Schwäbische Zeitung (Tettnang)

Rache ist mehr als Blutwurst

Georg Beckmann aus Freiburg betreibt einen Onlineshop der besonderen Art. Wer bei ihm etwas bestellt, will sich an jemandem rächen.

- Von Erich Nyffenegge­r

LINDAU - Wenn der freundlich­e DHL-Bote mit dem großen gelben Lieferwage­n auf den Hof fährt, schlägt das Herz ein klein wenig höher. Pakete zu bekommen ist ja das ganze Jahr über ein bisschen wie Weihnachte­n. Wenn er dann auch noch so einen schönen großen Karton dalässt, steigt die Spannung beim Auspacken noch ein bissen mehr. Besonders, weil nirgends ein Absender auf dem Paket steht. Aus dem äußeren Karton kommt jetzt das Innere zum Vorschein: Eine große weiße Metalldose mit roter Schleife. Was kann das nur sein? Ein Christstol­len? Verfrühte Weihnachts­plätzchen? Und: Was riecht hier eigentlich so komisch?

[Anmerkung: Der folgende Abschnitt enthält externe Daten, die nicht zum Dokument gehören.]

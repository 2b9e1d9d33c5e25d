//! Engine selection and typesetting configuration.

use std::ffi::OsString;
use std::path::PathBuf;
use std::time::Duration;

use serde::{Deserialize, Serialize};

use mathsheet_core::{ConfigError, TypesetEngine};

pub const ENV_ENGINE: &str = "PDF_ENGINE";
pub const ENV_TEX_DIR: &str = "MATHSHEET_TEX_DIR";
pub const ENV_TIMEOUT: &str = "MATHSHEET_COMPILE_TIMEOUT_SECS";
pub const ENV_SCRATCH: &str = "MATHSHEET_SCRATCH_DIR";

/// Name of the source file written into every job directory.
pub const SOURCE_FILE: &str = "main.tex";

#[derive(Debug, Clone, PartialEq, Eq, Serialize, Deserialize)]
#[serde(default)]
pub struct TypesetConfig {
    pub engine: TypesetEngine,
    /// Directory holding the TeX binaries, searched before `PATH`.
    pub tex_dir: Option<PathBuf>,
    /// Budget for all passes of one job.
    pub timeout_secs: u64,
    /// Parent of per-job scratch directories. System temp dir when unset.
    pub scratch_root: Option<PathBuf>,
}

impl Default for TypesetConfig {
    fn default() -> Self {
        Self {
            engine: TypesetEngine::Lualatex,
            tex_dir: None,
            timeout_secs: 60,
            scratch_root: None,
        }
    }
}

impl TypesetConfig {
    pub fn from_env() -> Result<Self, ConfigError> {
        let mut config = Self::default();
        config.apply_env_from(|key| std::env::var(key).ok())?;
        config.validate()?;
        Ok(config)
    }

    pub fn apply_env_from<F>(&mut self, lookup: F) -> Result<(), ConfigError>
    where
        F: Fn(&str) -> Option<String>,
    {
        let get = |key: &str| lookup(key).filter(|v| !v.trim().is_empty());

        if let Some(raw) = get(ENV_ENGINE) {
            self.engine = raw
                .parse()
                .map_err(|reason| ConfigError::Invalid { field: "engine", reason })?;
        }
        if let Some(dir) = get(ENV_TEX_DIR) {
            self.tex_dir = Some(PathBuf::from(dir.trim()));
        }
        if let Some(raw) = get(ENV_TIMEOUT) {
            self.timeout_secs = raw.trim().parse().map_err(|e| ConfigError::Invalid {
                field: "timeout_secs",
                reason: format!("'{}': {}", raw.trim(), e),
            })?;
        }
        if let Some(dir) = get(ENV_SCRATCH) {
            self.scratch_root = Some(PathBuf::from(dir.trim()));
        }
        Ok(())
    }

    pub fn validate(&self) -> Result<(), ConfigError> {
        if self.timeout_secs == 0 {
            return Err(ConfigError::Invalid {
                field: "timeout_secs",
                reason: "must be greater than zero".to_string(),
            });
        }
        Ok(())
    }

    pub fn timeout(&self) -> Duration {
        Duration::from_secs(self.timeout_secs)
    }

    /// `PATH` for engine processes: `tex_dir` first, then the inherited path.
    pub fn search_path(&self) -> Option<OsString> {
        let dir = self.tex_dir.as_ref()?;
        let inherited = std::env::var_os("PATH").unwrap_or_default();
        let paths = std::iter::once(dir.clone()).chain(std::env::split_paths(&inherited));
        std::env::join_paths(paths).ok()
    }
}

/// One engine invocation inside a job directory.
#[derive(Debug, Clone, PartialEq, Eq, Serialize, Deserialize)]
pub struct EnginePass {
    /// Label used in diagnostics.
    pub name: String,
    pub program: String,
    pub args: Vec<String>,
    /// File the pass must leave behind, relative to the job directory.
    pub produces: String,
}

impl EnginePass {
    pub fn new(
        name: impl Into<String>,
        program: impl Into<String>,
        args: &[&str],
        produces: impl Into<String>,
    ) -> Self {
        Self {
            name: name.into(),
            program: program.into(),
            args: args.iter().map(|a| a.to_string()).collect(),
            produces: produces.into(),
        }
    }
}

/// Passes that turn `main.tex` into `main.pdf` for `engine`.
pub fn passes_for(engine: TypesetEngine) -> Vec<EnginePass> {
    const TEX_FLAGS: [&str; 4] = [
        "-interaction=nonstopmode",
        "-halt-on-error",
        "-no-shell-escape",
        SOURCE_FILE,
    ];
    match engine {
        TypesetEngine::Lualatex => vec![EnginePass::new("lualatex", "lualatex", &TEX_FLAGS, "main.pdf")],
        TypesetEngine::Uplatex => vec![
            EnginePass::new("uplatex", "uplatex", &TEX_FLAGS, "main.dvi"),
            EnginePass::new("dvipdfmx", "dvipdfmx", &["main.dvi"], "main.pdf"),
        ],
    }
}
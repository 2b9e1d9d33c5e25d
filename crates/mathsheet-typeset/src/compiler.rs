//! `Compiler` implementation backed by a local TeX installation.

use std::path::Path;

use async_trait::async_trait;
use tempfile::TempDir;
use tokio::time::Instant;
use tracing::{debug, instrument, warn};

use mathsheet_core::{CompileError, Compiler};

use crate::engine::{passes_for, EnginePass, TypesetConfig, SOURCE_FILE};
use crate::runner::run_pass;

/// Compiles documents in a fresh scratch directory per job.
///
/// A pass that exits non-zero but leaves its output file behind counts as
/// successful; TeX engines report recoverable problems through the exit code.
#[derive(Debug, Clone)]
pub struct LatexCompiler {
    config: TypesetConfig,
    passes: Vec<EnginePass>,
}

impl LatexCompiler {
    pub fn new(config: TypesetConfig) -> Self {
        let passes = passes_for(config.engine);
        Self { config, passes }
    }

    /// Use custom passes instead of the engine defaults.
    pub fn with_passes(config: TypesetConfig, passes: Vec<EnginePass>) -> Self {
        Self { config, passes }
    }

    pub fn config(&self) -> &TypesetConfig {
        &self.config
    }

    pub fn passes(&self) -> &[EnginePass] {
        &self.passes
    }

    /// Whether every program of the pipeline can be launched.
    pub async fn is_available(&self) -> bool {
        let search_path = self.config.search_path();
        for pass in &self.passes {
            let mut command = tokio::process::Command::new(&pass.program);
            command
                .arg("--version")
                .stdin(std::process::Stdio::null())
                .stdout(std::process::Stdio::null())
                .stderr(std::process::Stdio::null())
                .kill_on_drop(true);
            if let Some(path) = &search_path {
                command.env("PATH", path);
            }
            let status = tokio::time::timeout(self.config.timeout(), command.status()).await;
            if !matches!(status, Ok(Ok(s)) if s.success()) {
                debug!(program = %pass.program, "engine program unavailable");
                return false;
            }
        }
        true
    }

    async fn scratch_dir(&self) -> Result<TempDir, CompileError> {
        let mut builder = tempfile::Builder::new();
        builder.prefix("mathsheet-");
        let dir = match &self.config.scratch_root {
            Some(root) => {
                tokio::fs::create_dir_all(root).await?;
                builder.tempdir_in(root)?
            }
            None => builder.tempdir()?,
        };
        Ok(dir)
    }

    async fn run_passes(&self, workdir: &Path) -> Result<Vec<u8>, CompileError> {
        let search_path = self.config.search_path();
        let deadline = Instant::now() + self.config.timeout();

        for pass in &self.passes {
            let output = run_pass(
                pass,
                workdir,
                search_path.as_deref(),
                deadline,
                self.config.timeout_secs,
            )
            .await?;

            let produced = tokio::fs::try_exists(workdir.join(&pass.produces))
                .await
                .unwrap_or(false);
            if !produced {
                return Err(CompileError::Failed {
                    engine: pass.name.clone(),
                    exit_code: output.exit_code,
                    stderr: output.stderr,
                    stdout: output.stdout,
                });
            }
            if !output.success() {
                warn!(
                    pass = %pass.name,
                    exit_code = output.exit_code,
                    "engine exited non-zero but produced output; accepting"
                );
            }
        }

        let artifact = self
            .passes
            .last()
            .map(|p| p.produces.as_str())
            .unwrap_or(SOURCE_FILE);
        Ok(tokio::fs::read(workdir.join(artifact)).await?)
    }
}

#[async_trait]
impl Compiler for LatexCompiler {
    #[instrument(skip(self, source), fields(engine = %self.config.engine, bytes = source.len()))]
    async fn compile(&self, source: &str) -> Result<Vec<u8>, CompileError> {
        let scratch = self.scratch_dir().await?;
        tokio::fs::write(scratch.path().join(SOURCE_FILE), source).await?;
        let result = self.run_passes(scratch.path()).await;
        if let Err(e) = scratch.close() {
            debug!(error = %e, "failed to remove scratch directory");
        }
        result
    }
}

Wenn Georg Beckmann aus Freiburg im Auftrag anderer Menschen Pakete in die Welt hinausschi­ckt, dann geschieht das vor allem aus einem Grund: „Die Leute wollen sich damit für etwas rächen“, erklärt der Mann mit eingebaute­r Ironie in der Stimme am Telefon. Das Geschäftsm­odell dieses Herrn Ende 40 ist es, Denkzettel in Form von Päckchen und Paketen zu versenden. Unangenehm­e Lieferunge­n mit Sachen, die man nicht haben möchte. Beckmann nennt es Biorache. Und so heißt auch sein Onlineshop www.biorache.com. Dort finden sich diverse Geschenkve­rpackungen mit stinkigem Innenleben: „Pferdeäpfe­l aus nachhaltig­er Landwirtsc­haft“, steht da geschriebe­n. Kuhfladen gibt’s ebenfalls. „Für Freunde exotischer Tiere habe ich den Dung vom Elefanten im Angebot“, sagt Beckmann und betont, dass es beim Versand der Exkremente darauf ankomme, dass sie nicht zu trocken seien. Er versende immer möglichst frische Ware. „Liebe Grüße ans Miststück inklusive.“

Was sich hier wie eine Schnapside­e als Geschäftsm­odell liest, findet der Bestseller­autor und Psychother­apeut Reinhard Haller aus Feldkirch in Vorarlberg „nicht unoriginel­l“. Denn: „Rache ist ein Gefühl, das auch gute Seiten hat.“Als einer der wenigen Wissenscha­ftler überhaupt hat der Österreich­er ein Buch zum Thema veröffentl­icht. Es heißt „Rache: gefangen zwischen Macht und Ohnmacht“. Der 71-Jährige ist fest überzeugt: „Es geht dabei um Gerechtigk­eit. Rache ist der Versuch, eine Ungerechti­gkeit, die mir widerfahre­n ist, auszugleic­hen.“Haller glaubt, dass dieser Mechanismu­s unterschät­zt wird und es wundert ihn, dass dazu nicht schon lange viel intensiver geforscht wird, denn: „Ich glaube, das, was wir gerade in der Ukraine sehen, ist auch eine Form von Rache. Die Rache eines gekränkten narzisstis­chen Führers.“Der mit seinem Verhalten den Zerfall des sowjetisch­en Riesenreic­hs gerächt sehen will. Krieg sei auch grundsätzl­ich immer ein Akt von Rache und Gegenrache.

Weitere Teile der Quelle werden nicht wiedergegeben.